Si les discussions entre Palestiniens et Israéliens suivent leur cours, Zacharia Zubeïdi pourrait bientôt disparaître de la liste des activistes recherchés par l’armée israélienne et rallier les nouvelles forces de sécurité palestiniennes. Une détente qui, pour l’instant, ne bénéficie guère à son amie israélienne.

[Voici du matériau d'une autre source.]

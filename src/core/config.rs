//! # Group configuration.
//!
//! Provides [`GroupConfig`] the settings a [`TaskGroupBuilder`](crate::TaskGroupBuilder)
//! turns into a running [`TaskGroup`](crate::TaskGroup).
//!
//! ## Sentinel values
//! - `signals = None` → no signal bridge
//! - `signals = Some(vec![])` → default set (`SIGINT`, `SIGTERM`)
//! - `timeout = None` → no deadline
//! - `bus_capacity = 0` → clamped to 1

use std::time::Duration;

use crate::context::{Signal, SignalBridge};
use crate::policies::CancelPolicy;

/// Settings for one task group.
///
/// ## Field semantics
/// - `name`: label attached to every event of the group
/// - `policy`: what a task failure does to siblings
/// - `signals`: OS signals that cancel the group's context
/// - `timeout`: deadline measured from group construction
/// - `bus_capacity`: event bus ring buffer size
#[derive(Clone, Debug)]
pub struct GroupConfig {
    /// Optional group name used in events and logs.
    pub name: Option<String>,

    /// Cancellation policy.
    pub policy: CancelPolicy,

    /// Signals bridged into the context (`None` = no bridge, empty = default set).
    pub signals: Option<Vec<Signal>>,

    /// Deadline for the whole group (`None` = unbounded).
    ///
    /// When the deadline hits, tasks observe cancellation and `wait` reports
    /// `Cause::DeadlineExceeded`; tasks are still awaited.
    pub timeout: Option<Duration>,

    /// Capacity of the event bus broadcast channel ring buffer.
    ///
    /// Receivers that lag behind more than `bus_capacity` events skip older ones.
    pub bus_capacity: usize,
}

impl GroupConfig {
    /// Returns the signal bridge to install, if signals are configured.
    #[inline]
    pub fn signal_bridge(&self) -> Option<SignalBridge> {
        self.signals
            .as_ref()
            .map(|signals| SignalBridge::new(signals.iter().copied()))
    }

    /// Returns a bus capacity clamped to a minimum of 1.
    #[inline]
    pub fn bus_capacity_clamped(&self) -> usize {
        self.bus_capacity.max(1)
    }
}

impl Default for GroupConfig {
    /// Default configuration (the zero-value group):
    ///
    /// - `name = None`
    /// - `policy = CancelPolicy::Never`
    /// - `signals = None` (no bridge)
    /// - `timeout = None` (no deadline)
    /// - `bus_capacity = 256`
    fn default() -> Self {
        Self {
            name: None,
            policy: CancelPolicy::default(),
            signals: None,
            timeout: None,
            bus_capacity: 256,
        }
    }
}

Emprisonnée depuis août 2004, Tali Fahima vient de voir sa détention administrative prolongée de six mois, jusqu’à l’ouverture de son procès, prévue le 17 juillet ; la jeune femme à l’allure austère est accusée d' »avoir fourni des informations à l’ennemi, eu des contacts avec un agent étranger et soutenu une organisation terroriste ».

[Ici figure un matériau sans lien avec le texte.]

//! # Concurrency-safe error collection.
//!
//! [`ErrorAggregator`] is the only mutable state tasks of a group share besides
//! the context. It is append-only: entries are kept in insertion (completion)
//! order, never sorted, deduplicated or removed.
//!
//! ## Views
//! ```text
//! push/record ──► [f0, f1, f2, ...]
//!                   │
//!                   ├─► first()    → Some(f0) | None
//!                   └─► combined() → Some(ErrorList[f0, f1, ...]) | None
//! ```
//!
//! Reads are meant for after all tasks returned, but a concurrent late writer
//! still lands in the sequence and is visible to the next read.

use std::sync::{Arc, Mutex, MutexGuard, PoisonError};

use crate::error::{ErrorList, TaskError, TaskFailure};

/// Append-only, insertion-ordered list of task failures.
#[derive(Debug, Default)]
pub struct ErrorAggregator {
    entries: Mutex<Vec<TaskFailure>>,
}

impl ErrorAggregator {
    /// Creates an empty aggregator.
    pub fn new() -> Self {
        Self::default()
    }

    fn entries(&self) -> MutexGuard<'_, Vec<TaskFailure>> {
        self.entries.lock().unwrap_or_else(PoisonError::into_inner)
    }

    /// Appends `failure` and returns its position (0 = first error of the group).
    pub fn push(&self, failure: TaskFailure) -> usize {
        let mut entries = self.entries();
        entries.push(failure);
        entries.len() - 1
    }

    /// Records the outcome of a task; `Ok` is ignored.
    ///
    /// Returns the position of the stored failure, if one was stored.
    pub fn record(
        &self,
        index: usize,
        task: impl Into<Arc<str>>,
        result: Result<(), TaskError>,
    ) -> Option<usize> {
        result
            .err()
            .map(|error| self.push(TaskFailure::new(index, task, error)))
    }

    /// Earliest stored failure.
    pub fn first(&self) -> Option<TaskFailure> {
        self.entries().first().cloned()
    }

    /// All failures as one error value; `None` iff nothing was stored.
    pub fn combined(&self) -> Option<ErrorList> {
        ErrorList::new(self.snapshot())
    }

    /// Copy of every stored failure, in insertion order.
    pub fn snapshot(&self) -> Vec<TaskFailure> {
        self.entries().clone()
    }

    /// Number of stored failures.
    pub fn len(&self) -> usize {
        self.entries().len()
    }

    /// Returns `true` when no failure was stored.
    pub fn is_empty(&self) -> bool {
        self.entries().is_empty()
    }
}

Dans un entretien qu’il a accordé au quotidien Yediot Aharonot, lundi 7 février, l’activiste des Brigades des martyrs d’Al-Aqsa a estimé que « si un accord est trouvé sur la libération des prisonniers -palestiniens, l’un des sujets de discussion entre les deux parties-, Tali devrait en faire partie ». On en est loin. Fin janvier, la justice israélienne a confirmé qu’elle constituait bien un danger pour l’Etat et refusé sa mise en résidence surveillée. C’est la première fois qu’une femme juive est ainsi maintenue en détention administrative, un traitement d’ordinaire réservé aux activistes palestiniens et exceptionnellement utilisé à l’encontre de militants israéliens d’extrême droite.

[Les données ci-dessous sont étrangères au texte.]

//! The abstract link-transport contract (§4.4) consumed from the BLE
//! collaborator. Only this trait is part of the core; any concrete BLE
//! adapter lives outside this crate. Broadens a single-peer
//! `send`/`recv` transport into the per-port send/broadcast/scan/connect
//! surface the tree topology needs.

use async_trait::async_trait;
use thiserror::Error;

/// Opaque discriminator for one link: either the well-known uplink slot or
/// a specific downlink peer, identified by its BLE address string.
#[derive(Debug, Clone, PartialEq, Eq, Hash)]
pub enum PortId {
    Uplink,
    Downlink(String),
}

impl std::fmt::Display for PortId {
    fn fmt(&self, f: &mut std::fmt::Formatter<'_>) -> std::fmt::Result {
        match self {
            PortId::Uplink => write!(f, "uplink"),
            PortId::Downlink(addr) => write!(f, "{addr}"),
        }
    }
}

/// Errors surfaced by a [`LinkTransport`] implementation. Per §7 these
/// propagate to the link manager, which reclassifies them as uplink or
/// downlink loss rather than unwinding through the router.
#[derive(Debug, Error, Clone, PartialEq, Eq)]
pub enum TransportError {
    #[error("write failed on port {0}")]
    WriteFailed(String),
    #[error("peer on port {0} disconnected")]
    Disconnected(String),
    #[error("transport error: {0}")]
    Unknown(String),
}

/// A discovered neighbour, as returned by [`LinkTransport::scan`].
#[derive(Debug, Clone, PartialEq, Eq)]
pub struct Neighbour {
    pub address: String,
    /// Advertised hop count: -1 Sink, 0..254 Node, 254 peripheral-only.
    pub advertised_hop: i16,
    pub device_type: DeviceType,
    pub rssi: i8,
}

#[derive(Debug, Clone, Copy, PartialEq, Eq)]
pub enum DeviceType {
    Sink,
    Node,
    PeripheralOnly,
}

/// Sentinel hop-count values from the glossary.
pub const HOP_PERIPHERAL_ONLY: i16 = 254;
pub const HOP_NO_UPLINK: i16 = 255;
pub const HOP_SINK: i16 = -1;

/// Contract the BLE collaborator implements and the router/link-manager
/// consume. Concrete implementations fragment frames above the BLE MTU
/// (180 bytes) and reassemble them before invoking the subscribed
/// callback; that fragmentation is invisible here (§4.4).
#[async_trait]
pub trait LinkTransport: Send + Sync {
    /// Unicasts `bytes` to the peer on `port`.
    async fn send(&self, port: &PortId, bytes: Vec<u8>) -> Result<(), TransportError>;

    /// Delivers `bytes` to every currently-subscribed peer except those in
    /// `exclude`. Used for heartbeat floods and the "stop heartbeat" debug
    /// feature (exclusion by peer NID is translated by the caller into a
    /// port-set before this call).
    async fn broadcast(&self, bytes: Vec<u8>, exclude: &[PortId]) -> Result<(), TransportError>;

    /// Passive neighbour discovery, bounded by `timeout`.
    async fn scan(&self, timeout: std::time::Duration) -> Result<Vec<Neighbour>, TransportError>;

    /// Initiates a connection to `address`, returning the port identifier
    /// it is subsequently addressed by.
    async fn connect(&self, address: &str) -> Result<PortId, TransportError>;

    /// Tears down the link on `port`.
    async fn disconnect(&self, port: &PortId) -> Result<(), TransportError>;

    /// Refreshes the advertised hop count after a recomputation.
    async fn update_advertisement(&self, hop_count: i16) -> Result<(), TransportError>;
}

/// Callback signature for inbound frame delivery, installed once per port
/// by whoever owns the transport (the router daemon, in practice).
pub type InboundCallback = std::sync::Arc<dyn Fn(PortId, Vec<u8>) + Send + Sync>;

Face aux lourdes charges qui pèsent contre elle, la jeune femme reconnaît seulement avoir sympathisé avec Zacharia Zubeïdi. Dans un élan, elle s’était même engagée à lui servir de bouclier humain. Tali Fahima n’y voit rien de répréhensible. Les autorités, en revanche, ne manquent pas une occasion de l’accabler. Les services secrets israéliens ont affirmé, sans livrer de preuves, qu’elle avait aidé les Palestiniens à fomenter un attentat.
« ELLE N’EST MÊME PAS DE GAUCHE »
L’opinion publique a déjà tranché : elle est « coupable » pour plus de deux tiers des personnes récemment interrogées lors d’un sondage. « Le profil de Tali a affolé les services de sécurité, explique de son côté Judith, une amie de l’accusée. Elle n’appartient à aucun réseau militant, elle n’est même pas de gauche et elle a pris l’initiative d’aller à Jénine seule. »
La partie la plus concrète de l’accusation repose sur le fait que la jeune Israélienne aurait traduit pour ses amis palestiniens des documents confidentiels relatifs à la traque des activistes et que l’armée avait perdus à Jénine. Elle nie ces faits, soulignant que Zacharia Zubeïdi parle hébreu et n’avait nullement besoin de son aide.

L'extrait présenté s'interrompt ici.